Então, esse acabou sendo um show um pouco diferente dos anteriores. Um dos graves prejuízos nesse dia, e o falo enquanto aficionada pela banda, ocorre quando interferem no ritual de apresentação. Decorreu pela antecipação no uso das tigelas de pipoca, ao passo de que existia música e momento propício, ensaiado e ritualizado para ser lançada ao público; e que foi antecipada por ansiosos desconhecedores da trama.

No momento em que “desperdiçavam” a pipoca – comendo e jogando no mosh –, doeu meu coração em saber que parte do cenário o qual se sustenta a apresentação fora danificado. Também senti falta dos efeitos de fumaça e iluminação, que alimentam o imaginário do obscuro. Esse sentimento sugeriu, para mim, a importância desses elementos acessórios à apresentação de palco – menos para as bandas punk e mais no caso das bandas de metal, cuja apresentação é teatralizada. Death, black, algumas bandas thrash e goregrind fazem uso elementar da cenografia em suas apresentações, e isso torna-se característica da banda.

Saber como proceder parece essencial. E esse “procedê” (gíria das ruas de São Paulo, apropriada ao vocabulário de alguns do role, termo de uso comum na cena e que significa a forma de proceder em uma dada situação) só é aprendido com a prática, com a observação. Ir a muitos shows do Gangrena me faz compelir a um tipo esperado de ação de palco e reação de público. Romper com isso foi algo muito doloroso.

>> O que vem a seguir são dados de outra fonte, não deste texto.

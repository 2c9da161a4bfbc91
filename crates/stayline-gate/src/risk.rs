//! Deterministic risk classification of operations.

use stayline_types::{Operation, RiskAssessment, RiskTier};
use tracing::warn;

/// Maps an operation to a risk tier with a reviewer-facing
/// justification. Pure and total: classification never fails, never
/// panics, and identical input always yields an identical assessment.
#[derive(Clone, Copy, Debug, Default)]
pub struct RiskClassifier;

impl RiskClassifier {
    pub fn new() -> Self {
        Self
    }

    pub fn classify(&self, operation: &Operation) -> RiskAssessment {
        match operation {
            Operation::MergeProfiles { .. } => RiskAssessment {
                tier: RiskTier::High,
                justification:
                    "permanently modifies consolidated identity; not automatically reversible \
                     unless staged"
                        .to_string(),
                reversible: false,
            },
            Operation::StandardizeField { auto_fix: true, field } => RiskAssessment {
                tier: RiskTier::Low,
                justification: format!(
                    "rule-based {field} normalization; original values preserved in the audit \
                     trail"
                ),
                reversible: true,
            },
            Operation::StandardizeField { auto_fix: false, field } => RiskAssessment {
                tier: RiskTier::Medium,
                justification: format!(
                    "{field} rewrite held for review; affects analytics groupings"
                ),
                reversible: true,
            },
            Operation::DetectDuplicates { threshold }
                if !threshold.is_finite() || !(0.0..=1.0).contains(threshold) =>
            {
                warn!(threshold = *threshold, "Operation parameters fall outside any risk rule");
                RiskAssessment {
                    tier: RiskTier::Low,
                    justification: "unclassified operation; manual review recommended".to_string(),
                    reversible: true,
                }
            }
            Operation::DetectDuplicates { threshold } if *threshold < 0.7 => RiskAssessment {
                tier: RiskTier::Medium,
                justification:
                    "low similarity threshold raises the false-positive rate of duplicate \
                     detection"
                        .to_string(),
                reversible: true,
            },
            Operation::DetectDuplicates { .. } => RiskAssessment {
                tier: RiskTier::Low,
                justification: "read-only duplicate analysis".to_string(),
                reversible: true,
            },
        }
    }
}
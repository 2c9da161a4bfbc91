//! Approval policies: programmatic stand-ins for a human reviewer.
//!
//! A policy is only consulted when the runner is explicitly configured
//! with one; the default runner suspends and waits for external
//! decisions. Policy decisions are recorded with their origin so they
//! are never mistaken for a human verdict.

use stayline_types::{ApprovalRequest, DecisionOutcome, RiskTier};
use tracing::info;

/// Resolves an approval request without an external reviewer.
pub trait ApprovalPolicy: Send + Sync {
    fn decide(&self, request: &ApprovalRequest) -> DecisionOutcome;

    /// Stable name used in logs and decision records.
    fn name(&self) -> &'static str;
}

/// Default fallback: approve low-risk requests, reject everything
/// above.
#[derive(Clone, Copy, Debug, Default)]
pub struct RiskBasedPolicy;

impl ApprovalPolicy for RiskBasedPolicy {
    fn decide(&self, request: &ApprovalRequest) -> DecisionOutcome {
        let outcome = if request.risk_tier == RiskTier::Low {
            DecisionOutcome::Approved
        } else {
            DecisionOutcome::Rejected
        };
        info!(
            request_id = %request.id,
            risk_tier = %request.risk_tier,
            outcome = %outcome,
            policy = self.name(),
            "Policy resolved approval request"
        );
        outcome
    }

    fn name(&self) -> &'static str {
        "risk_based"
    }
}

Também os elementos ambientais criaram uma configuração outra do evento, causando- me estranheza: a arena cultural de Anchieta (RJ) cria um imaginativo bem funcional a uma batalha de rap ou uma apresentação de teatro infantil, por conta da arquibancada circular e do espaço plano central que antecede o palco; mas, e por outro lado, difere muito da configuração para shows de rock (ver Figura 35). Tanto nos eventos em estúdios, como na Planet (Cascadura), no Circo Voador (Lapa), nos SESCs (Serviço Social do Comércio – instituição privada que tende a horizontalizar e incentivar a cultura e esporte ao permitir a população de seu entorno a participe de algumas de suas atividades, popularizando, assim, seu espaço), no Teatro Odisseia (Lapa), na Lira de Ouro (Duque de Caxias) ou no Espaço 142 (Lapa) entre vários outros, o ambiente costuma ser composto por uma área retangular, seja em profundidade como de ganhos pela largura. Se o espaço se dá ao largo, a organização do público costuma dar-se pelo desprezo às bordas, fazendo concentração do centro para o fundo. Essa apreensão especial decorre da rotina da experiência.

Figura 35: Mapa de três áreas para show de rock.

Antever a reação do outro permite diminuir os atritos da vida social, da relação social que tece a civilidade moderna. A dualidade entre atrito e apaziguamento nas relações está diretamente ligada à coesão social, e é nesse sentido que aponto para a questão da civilidade.

A complexificação das relações sociais demanda de uma apreensão dos códigos e signos, de tempos e ritmos. A antevisão da reação e do comportamento dos sujeitos fornece uma segurança que abranda o agir socialmente, pois sente que se sabe o grau de concordância, de normalidade ou de conformidade. É a justificativa para o estabelecimento ou surgimento de normas sociais: é mais agradável sentir-se em frequência comunicativa com seus pares do que viver meio ao atrito das discórdias e dificuldades de ler e ser lido. Trata-se, dessa maneira, de uma consciência especulativa. Foi isso que faltou no público desse show. Acho que eles nem perceberam o quão ridículo me pareceu errarem a dinâmica. Em casos como esse, falta o tato de esperar, olhar e repetir; aquela mesma relação entre novatos e experientes que eu falava nos tópicos do Garage. Ainda assim, os meninos que eu conversei no final do show estavam animadíssimos e curtiram adoidado o evento. Bom, para eles, funcionou.